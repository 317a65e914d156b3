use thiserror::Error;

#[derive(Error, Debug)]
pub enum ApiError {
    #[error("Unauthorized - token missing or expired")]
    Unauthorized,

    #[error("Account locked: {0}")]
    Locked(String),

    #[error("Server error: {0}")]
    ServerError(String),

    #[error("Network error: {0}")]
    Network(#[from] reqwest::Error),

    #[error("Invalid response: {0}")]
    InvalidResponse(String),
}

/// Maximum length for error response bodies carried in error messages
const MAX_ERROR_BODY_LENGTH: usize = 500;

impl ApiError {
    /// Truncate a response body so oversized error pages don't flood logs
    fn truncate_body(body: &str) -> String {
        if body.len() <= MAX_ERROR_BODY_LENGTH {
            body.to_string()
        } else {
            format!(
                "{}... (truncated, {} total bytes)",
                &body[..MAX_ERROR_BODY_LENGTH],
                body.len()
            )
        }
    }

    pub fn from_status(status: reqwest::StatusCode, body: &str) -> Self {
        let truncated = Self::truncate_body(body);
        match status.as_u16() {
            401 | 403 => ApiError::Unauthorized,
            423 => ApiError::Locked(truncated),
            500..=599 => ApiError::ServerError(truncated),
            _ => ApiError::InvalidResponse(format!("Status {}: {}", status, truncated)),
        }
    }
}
####
• [EXERCISE INSTRUCTIONS]: This task calls for each line of the material that contains "Unauthorized".

• [OUTPUT]:
    #[error("Unauthorized - token missing or expired")]
    Unauthorized,
            401 | 403 => ApiError::Unauthorized,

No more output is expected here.